Nothing should change. Output the data exactly.

--------------------------------

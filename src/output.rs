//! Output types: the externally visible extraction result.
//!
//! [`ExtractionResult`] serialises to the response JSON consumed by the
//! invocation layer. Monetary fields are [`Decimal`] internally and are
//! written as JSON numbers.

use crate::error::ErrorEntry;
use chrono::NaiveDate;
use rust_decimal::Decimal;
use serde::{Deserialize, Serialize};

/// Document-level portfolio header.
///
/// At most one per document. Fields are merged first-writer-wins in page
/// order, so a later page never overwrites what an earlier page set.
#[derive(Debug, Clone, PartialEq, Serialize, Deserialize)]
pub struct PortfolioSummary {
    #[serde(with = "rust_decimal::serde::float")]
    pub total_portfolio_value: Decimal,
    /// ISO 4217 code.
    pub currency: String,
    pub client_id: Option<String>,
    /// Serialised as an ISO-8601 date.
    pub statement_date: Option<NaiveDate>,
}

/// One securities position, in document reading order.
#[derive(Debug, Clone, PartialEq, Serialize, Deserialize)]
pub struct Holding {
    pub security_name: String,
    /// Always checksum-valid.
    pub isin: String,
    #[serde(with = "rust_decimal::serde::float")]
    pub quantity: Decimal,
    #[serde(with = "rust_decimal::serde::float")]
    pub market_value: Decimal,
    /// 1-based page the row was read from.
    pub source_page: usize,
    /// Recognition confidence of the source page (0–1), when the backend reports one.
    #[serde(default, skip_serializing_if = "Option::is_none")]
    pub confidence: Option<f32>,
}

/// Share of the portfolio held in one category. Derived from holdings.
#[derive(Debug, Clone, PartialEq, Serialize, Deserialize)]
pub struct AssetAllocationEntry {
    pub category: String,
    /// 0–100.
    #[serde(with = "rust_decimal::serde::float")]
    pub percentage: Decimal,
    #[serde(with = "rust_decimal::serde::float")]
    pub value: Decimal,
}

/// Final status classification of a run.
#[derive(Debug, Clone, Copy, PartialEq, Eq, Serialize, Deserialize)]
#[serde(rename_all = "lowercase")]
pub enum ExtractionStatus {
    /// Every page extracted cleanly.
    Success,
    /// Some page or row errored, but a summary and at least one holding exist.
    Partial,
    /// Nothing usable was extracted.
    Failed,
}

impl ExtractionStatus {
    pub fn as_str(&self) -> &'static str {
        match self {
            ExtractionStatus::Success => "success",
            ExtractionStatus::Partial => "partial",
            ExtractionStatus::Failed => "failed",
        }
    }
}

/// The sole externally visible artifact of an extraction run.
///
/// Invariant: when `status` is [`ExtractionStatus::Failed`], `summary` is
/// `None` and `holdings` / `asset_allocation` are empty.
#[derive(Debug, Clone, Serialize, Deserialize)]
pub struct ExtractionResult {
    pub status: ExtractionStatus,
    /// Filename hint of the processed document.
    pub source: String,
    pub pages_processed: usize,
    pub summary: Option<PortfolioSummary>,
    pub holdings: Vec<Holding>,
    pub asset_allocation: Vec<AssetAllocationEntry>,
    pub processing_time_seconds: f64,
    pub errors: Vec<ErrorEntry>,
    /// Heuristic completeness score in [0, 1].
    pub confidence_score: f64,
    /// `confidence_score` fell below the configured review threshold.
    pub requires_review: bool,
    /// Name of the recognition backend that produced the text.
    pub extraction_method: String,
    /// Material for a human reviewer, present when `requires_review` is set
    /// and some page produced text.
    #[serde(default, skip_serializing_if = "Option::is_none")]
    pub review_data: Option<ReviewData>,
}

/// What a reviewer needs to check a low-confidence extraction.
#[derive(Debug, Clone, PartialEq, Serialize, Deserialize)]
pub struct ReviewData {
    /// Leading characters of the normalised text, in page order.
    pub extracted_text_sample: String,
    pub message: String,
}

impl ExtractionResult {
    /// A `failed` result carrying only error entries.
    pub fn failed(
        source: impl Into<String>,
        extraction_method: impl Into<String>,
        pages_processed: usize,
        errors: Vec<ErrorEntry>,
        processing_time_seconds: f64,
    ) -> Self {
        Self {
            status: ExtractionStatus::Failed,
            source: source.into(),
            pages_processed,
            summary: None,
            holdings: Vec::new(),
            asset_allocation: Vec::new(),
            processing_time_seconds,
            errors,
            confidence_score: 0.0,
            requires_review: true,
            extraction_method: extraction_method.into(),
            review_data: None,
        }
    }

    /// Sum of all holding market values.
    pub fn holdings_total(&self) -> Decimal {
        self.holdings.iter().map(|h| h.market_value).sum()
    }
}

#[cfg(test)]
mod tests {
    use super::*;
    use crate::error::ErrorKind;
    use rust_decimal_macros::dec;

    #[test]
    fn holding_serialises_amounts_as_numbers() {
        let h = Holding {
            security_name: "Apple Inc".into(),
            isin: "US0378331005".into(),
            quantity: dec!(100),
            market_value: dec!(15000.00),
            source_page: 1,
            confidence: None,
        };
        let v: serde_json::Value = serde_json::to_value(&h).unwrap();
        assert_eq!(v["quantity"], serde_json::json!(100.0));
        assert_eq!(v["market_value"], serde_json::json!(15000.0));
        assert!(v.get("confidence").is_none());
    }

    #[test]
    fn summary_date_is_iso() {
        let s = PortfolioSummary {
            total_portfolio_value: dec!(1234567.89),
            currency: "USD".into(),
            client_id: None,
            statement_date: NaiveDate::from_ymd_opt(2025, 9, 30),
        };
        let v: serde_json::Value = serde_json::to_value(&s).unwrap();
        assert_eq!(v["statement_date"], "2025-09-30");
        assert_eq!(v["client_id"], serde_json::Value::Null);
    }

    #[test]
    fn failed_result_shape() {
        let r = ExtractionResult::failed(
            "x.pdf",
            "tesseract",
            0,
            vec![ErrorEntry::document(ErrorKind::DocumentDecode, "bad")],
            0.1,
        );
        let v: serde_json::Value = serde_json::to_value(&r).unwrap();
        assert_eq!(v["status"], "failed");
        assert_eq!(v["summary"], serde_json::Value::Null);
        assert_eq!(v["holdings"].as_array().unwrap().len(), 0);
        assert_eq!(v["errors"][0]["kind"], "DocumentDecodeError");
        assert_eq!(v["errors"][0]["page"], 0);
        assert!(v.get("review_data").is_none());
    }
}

--------------------------------

### SOLVED EXERCISE
filename src/output.rs
//! Output types: the externally visible extraction result.
//!
//! [`ExtractionResult`] serialises to the response JSON consumed by the
//! invocation layer. Monetary fields are [`Decimal`] internally and are
//! written as JSON numbers.

use crate::error::ErrorEntry;
use chrono::NaiveDate;
use rust_decimal::Decimal;
use serde::{Deserialize, Serialize};

/// Document-level portfolio header.
///
/// At most one per document. Fields are merged first-writer-wins in page
/// order, so a later page never overwrites what an earlier page set.
#[derive(Debug, Clone, PartialEq, Serialize, Deserialize)]
pub struct PortfolioSummary {
    #[serde(with = "rust_decimal::serde::float")]
    pub total_portfolio_value: Decimal,
    /// ISO 4217 code.
    pub currency: String,
    pub client_id: Option<String>,
    /// Serialised as an ISO-8601 date.
    pub statement_date: Option<NaiveDate>,
}

/// One securities position, in document reading order.
#[derive(Debug, Clone, PartialEq, Serialize, Deserialize)]
pub struct Holding {
    pub security_name: String,
    /// Always checksum-valid.
    pub isin: String,
    #[serde(with = "rust_decimal::serde::float")]
    pub quantity: Decimal,
    #[serde(with = "rust_decimal::serde::float")]
    pub market_value: Decimal,
    /// 1-based page the row was read from.
    pub source_page: usize,
    /// Recognition confidence of the source page (0–1), when the backend reports one.
    #[serde(default, skip_serializing_if = "Option::is_none")]
    pub confidence: Option<f32>,
}

/// Share of the portfolio held in one category. Derived from holdings.
#[derive(Debug, Clone, PartialEq, Serialize, Deserialize)]
pub struct AssetAllocationEntry {
    pub category: String,
    /// 0–100.
    #[serde(with = "rust_decimal::serde::float")]
    pub percentage: Decimal,
    #[serde(with = "rust_decimal::serde::float")]
    pub value: Decimal,
}

/// Final status classification of a run.
#[derive(Debug, Clone, Copy, PartialEq, Eq, Serialize, Deserialize)]
#[serde(rename_all = "lowercase")]
pub enum ExtractionStatus {
    /// Every page extracted cleanly.
    Success,
    /// Some page or row errored, but a summary and at least one holding exist.
    Partial,
    /// Nothing usable was extracted.
    Failed,
}

impl ExtractionStatus {
    pub fn as_str(&self) -> &'static str {
        match self {
            ExtractionStatus::Success => "success",
            ExtractionStatus::Partial => "partial",
            ExtractionStatus::Failed => "failed",
        }
    }
}

/// The sole externally visible artifact of an extraction run.
///
/// Invariant: when `status` is [`ExtractionStatus::Failed`], `summary` is
/// `None` and `holdings` / `asset_allocation` are empty.
#[derive(Debug, Clone, Serialize, Deserialize)]
pub struct ExtractionResult {
    pub status: ExtractionStatus,
    /// Filename hint of the processed document.
    pub source: String,
    pub pages_processed: usize,
    pub summary: Option<PortfolioSummary>,
    pub holdings: Vec<Holding>,
    pub asset_allocation: Vec<AssetAllocationEntry>,
    pub processing_time_seconds: f64,
    pub errors: Vec<ErrorEntry>,
    /// Heuristic completeness score in [0, 1].
    pub confidence_score: f64,
    /// `confidence_score` fell below the configured review threshold.
    pub requires_review: bool,
    /// Name of the recognition backend that produced the text.
    pub extraction_method: String,
    /// Material for a human reviewer, present when `requires_review` is set
    /// and some page produced text.
    #[serde(default, skip_serializing_if = "Option::is_none")]
    pub review_data: Option<ReviewData>,
}

/// What a reviewer needs to check a low-confidence extraction.
#[derive(Debug, Clone, PartialEq, Serialize, Deserialize)]
pub struct ReviewData {
    /// Leading characters of the normalised text, in page order.
    pub extracted_text_sample: String,
    pub message: String,
}

impl ExtractionResult {
    /// A `failed` result carrying only error entries.
    pub fn failed(
        source: impl Into<String>,
        extraction_method: impl Into<String>,
        pages_processed: usize,
        errors: Vec<ErrorEntry>,
        processing_time_seconds: f64,
    ) -> Self {
        Self {
            status: ExtractionStatus::Failed,
            source: source.into(),
            pages_processed,
            summary: None,
            holdings: Vec::new(),
            asset_allocation: Vec::new(),
            processing_time_seconds,
            errors,
            confidence_score: 0.0,
            requires_review: true,
            extraction_method: extraction_method.into(),
            review_data: None,
        }
    }

    /// Sum of all holding market values.
    pub fn holdings_total(&self) -> Decimal {
        self.holdings.iter().map(|h| h.market_value).sum()
    }
}

#[cfg(test)]
mod tests {
    use super::*;
    use crate::error::ErrorKind;
    use rust_decimal_macros::dec;

    #[test]
    fn holding_serialises_amounts_as_numbers() {
        let h = Holding {
            security_name: "Apple Inc".into(),
            isin: "US0378331005".into(),
            quantity: dec!(100),
            market_value: dec!(15000.00),
            source_page: 1,
            confidence: None,
        };
        let v: serde_json::Value = serde_json::to_value(&h).unwrap();
        assert_eq!(v["quantity"], serde_json::json!(100.0));
        assert_eq!(v["market_value"], serde_json::json!(15000.0));
        assert!(v.get("confidence").is_none());
    }

    #[test]
    fn summary_date_is_iso() {
        let s = PortfolioSummary {
            total_portfolio_value: dec!(1234567.89),
            currency: "USD".into(),
            client_id: None,
            statement_date: NaiveDate::from_ymd_opt(2025, 9, 30),
        };
        let v: serde_json::Value = serde_json::to_value(&s).unwrap();
        assert_eq!(v["statement_date"], "2025-09-30");
        assert_eq!(v["client_id"], serde_json::Value::Null);
    }

    #[test]
    fn failed_result_shape() {
        let r = ExtractionResult::failed(
            "x.pdf",
            "tesseract",
            0,
            vec![ErrorEntry::document(ErrorKind::DocumentDecode, "bad")],
            0.1,
        );
        let v: serde_json::Value = serde_json::to_value(&r).unwrap();
        assert_eq!(v["status"], "failed");
        assert_eq!(v["summary"], serde_json::Value::Null);
        assert_eq!(v["holdings"].as_array().unwrap().len(), 0);
        assert_eq!(v["errors"][0]["kind"], "DocumentDecodeError");
        assert_eq!(v["errors"][0]["page"], 0);
        assert!(v.get("review_data").is_none());
    }
}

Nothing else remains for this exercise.